Model (15) is related in some sense to the spatial autoregressive model (SAR) model with high-order spatial lags which can characterize spatial interdependence based on different types of relations (e.g., geographic distance, social relation) among cross-sectional units. Such different types of spatial interdependence are captured by the different spatial weight matrices. If we denote \(W_{jn} = U_{jn} W_{n}\), then model (15) can be viewed as a \(p\)-order SAR model with \(1\)-order SAR disturbance (for short,\(SARAR\left( {p,1} \right)\), see Lee and Liu (2010)). However, in essence, model (15) is to capture the varying spatial effects depending on a (possibly exogenous variable \(U_{jn}\)), while the type of spatial interdependence is assumed to be fixed and exogenously given by the spatial weight matrix. Note that the varying spatial effects are modeled to be linear in \(U_{jn}\), one can extend model (15) to a functional coefficients spatial model, where the parameter \(\lambda\) that captures the spatial effects is some unspecified smooth function of \(U_{jn}\), to specify the possibly nonlinear varying spatial effects.

A central problem in estimating panel models with fixed effect is how to eliminate it, for both the fixed individual effects and fixed time effects. However, from a methodological point of view, the asymptotics are of interest only when both \(n\) and \(T\) tend to infinity. When \(T\) tends to infinity, the fixed-time effects may cause the incidental parameter problem (Neyman and Scott, 1948) in addition to the individual fixed effects if we apply the direct maximum likelihood approach to jointly estimate the common parameters and fixed effects. When \(T\) is finite, the fixed-time effects can be regarded as a finite number of additional parameters similar to the role of \(\beta\), so the fixed time effects are of no concern. As in our model, \(T\) is finite, so we can simply omit the fixed-time effects to avoid the complication of eliminating them. If one is interested in the case when \(T\) is large, the transformation approach in Lee and Yu (2010) can also be applied to eliminate the fixed time effects.

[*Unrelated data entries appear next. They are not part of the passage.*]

// Copyright 2026 the Canopy Authors
// SPDX-License-Identifier: Apache-2.0 OR MIT

//! The dimension parser.
//!
//! Turns [`RawValue`]s into [`UnitValue`]s. Tokens follow the grammar
//! `<number><suffix>?`, where the number uses `.` as its only decimal
//! separator and the suffix is one of `%`, `px`, `deg`, `rad`, `grad`, `turn`.
//! A bare number takes the caller's default unit, so a bare `0` is valid for
//! every syntax. The literal `none` parses to [`UnitValue::NONE`].

use alloc::string::ToString;
use smallvec::{SmallVec, smallvec};

use crate::error::ParseError;
use crate::raw::{RawItem, RawValue};
use crate::unit::Unit;
use crate::value::UnitValue;

/// An ordered list of parsed dimensions; four fit inline.
pub type DimensionList = SmallVec<[UnitValue; 4]>;

/// Parses a single token such as `10`, `-2.5px`, `50%`, or `0.25turn`.
///
/// # Example
///
/// ```
/// use canopy_unit::{Unit, UnitValue, parse_dimension_token};
///
/// assert_eq!(parse_dimension_token("50%", Unit::Px), Ok(UnitValue::percent(50.0)));
/// assert_eq!(parse_dimension_token("12", Unit::Px), Ok(UnitValue::px(12.0)));
/// assert!(parse_dimension_token("12em", Unit::Px).is_err());
/// ```
pub fn parse_dimension_token(token: &str, default_unit: Unit) -> Result<UnitValue, ParseError> {
    let token = token.trim();
    if token.is_empty() {
        return Err(ParseError::Empty);
    }
    if token.eq_ignore_ascii_case("none") {
        return Ok(UnitValue::NONE);
    }

    let split = numeric_prefix_len(token);
    let (number, suffix) = token.split_at(split);
    let magnitude: f64 = number.parse().map_err(|_| ParseError::InvalidNumber {
        token: token.to_string(),
    })?;
    if !magnitude.is_finite() {
        return Err(ParseError::NonFinite {
            token: token.to_string(),
        });
    }

    let unit = if suffix.is_empty() {
        default_unit
    } else {
        Unit::from_suffix(suffix).ok_or_else(|| ParseError::UnknownUnit {
            token: token.to_string(),
            suffix: suffix.to_string(),
        })?
    };
    UnitValue::new(magnitude, unit)
}

/// Length in bytes of the leading `[+-]digits[.digits][e[+-]digits]` run.
///
/// Only ASCII is consumed, so the returned index is always a char boundary.
fn numeric_prefix_len(token: &str) -> usize {
    let bytes = token.as_bytes();
    let mut i = 0;
    if matches!(bytes.first(), Some(b'+' | b'-')) {
        i += 1;
    }
    while bytes.get(i).is_some_and(u8::is_ascii_digit) {
        i += 1;
    }
    if bytes.get(i) == Some(&b'.') {
        i += 1;
        while bytes.get(i).is_some_and(u8::is_ascii_digit) {
            i += 1;
        }
    }
    // Only treat `e` as an exponent when digits follow, so `1em` keeps its suffix.
    if matches!(bytes.get(i), Some(b'e' | b'E')) {
        let mut j = i + 1;
        if matches!(bytes.get(j), Some(b'+' | b'-')) {
            j += 1;
        }
        if bytes.get(j).is_some_and(u8::is_ascii_digit) {
            while bytes.get(j).is_some_and(u8::is_ascii_digit) {
                j += 1;
            }
            i = j;
        }
    }
    i
}

fn parse_item(item: &RawItem, default_unit: Unit) -> Result<UnitValue, ParseError> {
    match item {
        RawItem::Number(n) => UnitValue::new(*n, default_unit),
        RawItem::Text(text) => {
            let mut tokens = text.split_ascii_whitespace();
            match (tokens.next(), tokens.next()) {
                (Some(token), None) => parse_dimension_token(token, default_unit),
                (None, _) => Err(ParseError::Empty),
                (Some(_), Some(_)) => Err(ParseError::Arity {
                    expected: "1",
                    found: text.split_ascii_whitespace().count(),
                }),
            }
        }
    }
}

/// Parses input that must hold exactly one dimension.
///
/// # Example
///
/// ```
/// use canopy_unit::{RawValue, Unit, UnitValue, parse_single_dimension};
///
/// let value = parse_single_dimension(&RawValue::from(10), Unit::Px).unwrap();
/// assert_eq!(value, UnitValue::px(10.0));
///
/// let value = parse_single_dimension(&RawValue::from("90deg"), Unit::Deg).unwrap();
/// assert_eq!(value, UnitValue::deg(90.0));
/// ```
pub fn parse_single_dimension(
    raw: &RawValue,
    default_unit: Unit,
) -> Result<UnitValue, ParseError> {
    let values = parse_dimension_array(raw, default_unit)?;
    match values.as_slice() {
        [value] => Ok(*value),
        _ => Err(ParseError::Arity {
            expected: "1",
            found: values.len(),
        }),
    }
}

/// Parses a single length where a bare number means pixels.
#[inline]
pub fn parse_single_dimension_px(raw: &RawValue) -> Result<UnitValue, ParseError> {
    parse_single_dimension(raw, Unit::Px)
}

/// Parses input that may hold several dimensions, preserving their order.
///
/// Strings are split on ASCII whitespace; list elements are parsed one by one.
/// No shorthand expansion happens here, see [`expand_box_shorthand`].
///
/// # Example
///
/// ```
/// use canopy_unit::{RawValue, Unit, UnitValue, parse_dimension_array};
///
/// let values = parse_dimension_array(&RawValue::from("10 20%"), Unit::Px).unwrap();
/// assert_eq!(values.as_slice(), &[UnitValue::px(10.0), UnitValue::percent(20.0)]);
/// ```
pub fn parse_dimension_array(
    raw: &RawValue,
    default_unit: Unit,
) -> Result<DimensionList, ParseError> {
    let values: DimensionList = match raw {
        RawValue::Number(n) => smallvec![UnitValue::new(*n, default_unit)?],
        RawValue::Text(text) => text
            .split_ascii_whitespace()
            .map(|token| parse_dimension_token(token, default_unit))
            .collect::<Result<_, _>>()?,
        RawValue::List(items) => items
            .iter()
            .map(|item| parse_item(item, default_unit))
            .collect::<Result<_, _>>()?,
    };
    if values.is_empty() {
        return Err(ParseError::Empty);
    }
    Ok(values)
}

/// Expands one to four values into four positional values using the
/// CSS margin rule.
///
/// | tokens | result |
/// |--------|--------|
/// | `a` | `[a, a, a, a]` |
/// | `a b` | `[a, b, a, b]` |
/// | `a b c` | `[a, b, c, b]` |
/// | `a b c d` | `[a, b, c, d]` |
///
/// For corner radii the positions are top-left, top-right, bottom-right,
/// bottom-left. The rule is generic so shorthand groups can spread raw
/// tokens with it before any parsing.
pub fn expand_box_shorthand<T: Clone>(values: &[T]) -> Result<[T; 4], ParseError> {
    match values {
        [a] => Ok([a.clone(), a.clone(), a.clone(), a.clone()]),
        [a, b] => Ok([a.clone(), b.clone(), a.clone(), b.clone()]),
        [a, b, c] => Ok([a.clone(), b.clone(), c.clone(), b.clone()]),
        [a, b, c, d] => Ok([a.clone(), b.clone(), c.clone(), d.clone()]),
        _ => Err(ParseError::Arity {
            expected: "1 to 4",
            found: values.len(),
        }),
    }
}

/// Expands one or two values into a pair: `a` becomes `[a, a]`.
pub fn expand_pair_shorthand<T: Clone>(values: &[T]) -> Result<[T; 2], ParseError> {
    match values {
        [a] => Ok([a.clone(), a.clone()]),
        [a, b] => Ok([a.clone(), b.clone()]),
        _ => Err(ParseError::Arity {
            expected: "1 or 2",
            found: values.len(),
        }),
    }
}

/// Parses then expands a four-part shorthand such as a corner radius.
///
/// # Example
///
/// ```
/// use canopy_unit::{RawValue, Unit, UnitValue, parse_box_shorthand};
///
/// let corners = parse_box_shorthand(&RawValue::from("10 20"), Unit::Px).unwrap();
/// assert_eq!(corners.map(UnitValue::magnitude), [10.0, 20.0, 10.0, 20.0]);
///
/// assert!(parse_box_shorthand(&RawValue::from("1 2 3 4 5"), Unit::Px).is_err());
/// ```
pub fn parse_box_shorthand(
    raw: &RawValue,
    default_unit: Unit,
) -> Result<[UnitValue; 4], ParseError> {
    expand_box_shorthand(&parse_dimension_array(raw, default_unit)?)
}

/// Parses then expands a two-part shorthand.
pub fn parse_pair_shorthand(
    raw: &RawValue,
    default_unit: Unit,
) -> Result<[UnitValue; 2], ParseError> {
    expand_pair_shorthand(&parse_dimension_array(raw, default_unit)?)
}

/// Rejects any value whose unit is not in `accepted`.
pub fn check_units(values: &[UnitValue], accepted: &[Unit]) -> Result<(), ParseError> {
    match values.iter().find(|v| !accepted.contains(&v.unit())) {
        Some(value) => Err(ParseError::UnexpectedUnit { unit: value.unit() }),
        None => Ok(()),
    }
}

With a bit abuse of notation, we denote the time operator \(J_{T} = \left( {I_{T} - \frac{1}{T}\iota_{T} \iota_{T}^{{\prime }} } \right)\). To eliminate the fixed individual effects, the transformed model (15) consists of

$$\begin{aligned} & Y_{nt} = \sum\limits_{j = 1}^{p} {\lambda_{j,0} U_{jn} W_{n} Y_{nt} + X_{nt} \beta_{0} + } \tilde{v}_{nt} , \\ & \tilde{v}_{nt} = \rho_{0} M_{n} \tilde{v}_{nt} + \varepsilon_{nt} . \\ \end{aligned}$$
(16)

Note that, the resulting disturbances \(\varepsilon_{nt}\) would be linearly dependent over the time dimension. Therefore, without creating linear dependence in the resulting disturbances, a corresponding transformation can be based on the orthonormal eigenvector matrix of \(J_{T}\), as in Lee and Yu (2010). The orthogonal transformation in Lee and Yu (2010) includes the Helmert transformation as a special case to eliminate the fixed individual effects. Let \(\left[ {F_{T,T - 1} ,\frac{1}{\sqrt T }\iota_{T} } \right]\) be the orthonormal eigenvector matrix of \(J_{T}\), where \(F_{T,T - 1}\) is the \(T \times \left( {T - 1} \right)\) submatrixFootnote 26 corresponding to the eigenvalues of one. For any \(n \times T\) matrix \(\left[ {A_{n1} , \ldots A_{nT} } \right]\), define the transformed \(n \times \left( {T - 1} \right)\) matrix \(\left[ {A_{n1}^{ * } , \ldots A_{{n\left( {T - 1} \right)}}^{*} } \right] = \left[ {A_{n1} , \ldots A_{nT} } \right]F_{T,T - 1}\). Similarly, \(X_{nt}^{*} = \left[ {X_{nt,1}^{ * } , \ldots X_{nt,k}^{ * } } \right]\). Note that, \(U_{jn}\), which is included in \(X_{nt}\), has also been eliminated. Therefore, model (15) can be rewritten as

$$\begin{aligned} & Y_{nt}^{*} = \sum\limits_{j = 1}^{p} {\lambda_{j,0} U_{jn} W_{n} Y_{nt}^{*} + X_{nt}^{*} \beta_{0} } + v_{nt}^{*} , \\ & v_{nt}^{*} = \rho_{0} M_{n} v_{nt}^{*} + \varepsilon_{nt}^{ * } ,\quad t = 1, \ldots ,T - 1, \\ \end{aligned}$$
(17)

Because \(\left( {\varepsilon_{n1}^{*\prime} , \ldots ,\varepsilon_{{n\left( {T - 1} \right)}}^{*\prime} } \right)^{\prime } = \left( {F_{T,T - 1}^{{\prime }} \otimes I_{n} } \right)\left( {\varepsilon_{n1}^{{\prime }} , \ldots ,\varepsilon_{nT}^{{\prime }} } \right)^{{\prime }}\) and \(\varepsilon_{nt}\) are i.i.d.,

$$E\left( {\varepsilon_{n1}^{*\prime} , \ldots ,\varepsilon_{{n\left( {T - 1} \right)}}^{*\prime} } \right)^{{\prime }} \left( {\varepsilon_{n1}^{*\prime} , \ldots ,\varepsilon_{{n\left( {T - 1} \right)}}^{*\prime} } \right) = \sigma_{0}^{2} \left( {F_{T,T - 1}^{{\prime }} \otimes I_{n} } \right)\left( {F_{T,T - 1} \otimes I_{n} } \right) = \sigma_{0}^{2} I_{{n\left( {T - 1} \right)}} .$$

Hence, \(\varepsilon_{it}^{ * }\) is uncorrelated for all \(i\) and \(t\) (and independent under normality).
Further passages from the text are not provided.